**Extracted data**.
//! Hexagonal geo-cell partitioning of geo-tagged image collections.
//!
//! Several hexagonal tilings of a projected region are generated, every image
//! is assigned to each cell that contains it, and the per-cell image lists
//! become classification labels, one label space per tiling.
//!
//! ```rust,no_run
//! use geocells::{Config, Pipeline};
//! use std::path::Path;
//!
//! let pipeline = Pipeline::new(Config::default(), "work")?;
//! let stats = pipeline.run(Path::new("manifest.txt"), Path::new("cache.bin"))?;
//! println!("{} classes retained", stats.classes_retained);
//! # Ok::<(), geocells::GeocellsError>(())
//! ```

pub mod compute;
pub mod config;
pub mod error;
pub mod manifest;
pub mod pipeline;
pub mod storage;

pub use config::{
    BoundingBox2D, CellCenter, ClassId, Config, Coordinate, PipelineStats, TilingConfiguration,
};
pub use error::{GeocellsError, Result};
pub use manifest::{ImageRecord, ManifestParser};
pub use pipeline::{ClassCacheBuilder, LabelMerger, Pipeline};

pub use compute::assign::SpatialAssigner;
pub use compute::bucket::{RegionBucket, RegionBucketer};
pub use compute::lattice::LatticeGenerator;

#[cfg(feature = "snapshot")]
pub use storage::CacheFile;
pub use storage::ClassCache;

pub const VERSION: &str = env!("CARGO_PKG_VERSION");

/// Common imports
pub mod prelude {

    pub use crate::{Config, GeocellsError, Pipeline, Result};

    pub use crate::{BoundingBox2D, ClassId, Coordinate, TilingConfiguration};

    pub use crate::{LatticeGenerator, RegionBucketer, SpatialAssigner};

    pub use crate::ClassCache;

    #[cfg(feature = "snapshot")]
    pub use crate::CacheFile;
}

==

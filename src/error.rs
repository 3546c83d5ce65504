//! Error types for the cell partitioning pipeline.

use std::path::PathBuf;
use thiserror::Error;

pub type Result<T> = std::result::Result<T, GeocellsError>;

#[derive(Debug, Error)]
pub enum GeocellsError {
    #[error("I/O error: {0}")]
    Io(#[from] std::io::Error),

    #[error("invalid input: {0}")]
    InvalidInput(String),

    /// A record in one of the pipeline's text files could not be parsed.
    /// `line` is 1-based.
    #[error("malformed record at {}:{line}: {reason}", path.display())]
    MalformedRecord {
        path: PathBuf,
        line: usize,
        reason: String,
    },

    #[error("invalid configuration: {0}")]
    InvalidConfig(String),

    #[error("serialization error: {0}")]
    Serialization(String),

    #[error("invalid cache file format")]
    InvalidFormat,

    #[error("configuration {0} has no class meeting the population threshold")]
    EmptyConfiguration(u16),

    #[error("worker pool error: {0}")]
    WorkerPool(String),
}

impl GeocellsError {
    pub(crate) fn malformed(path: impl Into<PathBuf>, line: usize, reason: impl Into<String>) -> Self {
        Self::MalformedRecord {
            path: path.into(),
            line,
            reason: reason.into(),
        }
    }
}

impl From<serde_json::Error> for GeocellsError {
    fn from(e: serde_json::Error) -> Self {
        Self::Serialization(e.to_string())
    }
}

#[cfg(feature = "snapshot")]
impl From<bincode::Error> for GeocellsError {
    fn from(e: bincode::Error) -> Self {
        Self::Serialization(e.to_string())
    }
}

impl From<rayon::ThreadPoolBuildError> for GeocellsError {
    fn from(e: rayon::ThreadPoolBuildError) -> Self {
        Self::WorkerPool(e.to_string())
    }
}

* * *

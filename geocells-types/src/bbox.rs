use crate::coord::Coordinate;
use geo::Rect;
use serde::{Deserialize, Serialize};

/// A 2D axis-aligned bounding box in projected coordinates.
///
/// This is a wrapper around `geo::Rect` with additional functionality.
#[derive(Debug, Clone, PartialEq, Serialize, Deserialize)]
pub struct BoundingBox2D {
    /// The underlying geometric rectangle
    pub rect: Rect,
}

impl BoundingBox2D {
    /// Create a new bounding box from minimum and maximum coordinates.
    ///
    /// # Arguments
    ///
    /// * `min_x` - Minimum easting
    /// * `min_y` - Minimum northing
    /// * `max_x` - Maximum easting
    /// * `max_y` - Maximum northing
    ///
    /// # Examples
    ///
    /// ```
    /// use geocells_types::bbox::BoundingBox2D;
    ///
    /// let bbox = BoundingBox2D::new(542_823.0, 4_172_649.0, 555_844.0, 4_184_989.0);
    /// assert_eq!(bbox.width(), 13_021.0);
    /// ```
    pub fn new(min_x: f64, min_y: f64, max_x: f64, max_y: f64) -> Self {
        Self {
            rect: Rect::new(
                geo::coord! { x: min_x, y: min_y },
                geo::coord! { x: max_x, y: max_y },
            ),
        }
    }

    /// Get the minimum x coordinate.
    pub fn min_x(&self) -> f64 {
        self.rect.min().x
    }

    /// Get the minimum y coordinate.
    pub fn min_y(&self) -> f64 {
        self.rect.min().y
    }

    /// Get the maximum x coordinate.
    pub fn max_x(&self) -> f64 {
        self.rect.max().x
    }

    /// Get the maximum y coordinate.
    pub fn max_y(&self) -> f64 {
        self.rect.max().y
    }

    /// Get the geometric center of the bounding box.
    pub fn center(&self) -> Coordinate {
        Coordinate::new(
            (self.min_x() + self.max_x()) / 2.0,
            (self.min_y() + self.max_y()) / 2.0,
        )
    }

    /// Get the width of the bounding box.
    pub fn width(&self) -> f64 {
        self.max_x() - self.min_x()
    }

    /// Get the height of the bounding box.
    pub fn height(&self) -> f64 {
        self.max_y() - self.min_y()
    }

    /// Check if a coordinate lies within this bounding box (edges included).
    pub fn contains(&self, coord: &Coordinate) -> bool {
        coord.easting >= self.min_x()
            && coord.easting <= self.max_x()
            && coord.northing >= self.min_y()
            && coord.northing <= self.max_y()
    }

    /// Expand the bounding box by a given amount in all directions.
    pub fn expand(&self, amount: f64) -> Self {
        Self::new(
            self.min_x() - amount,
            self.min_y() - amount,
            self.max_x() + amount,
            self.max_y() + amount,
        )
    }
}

**What is expected**. Scan the material above line by line and report how many lines contain the word "Debug", nothing further.

**Answer for this exercise**. 2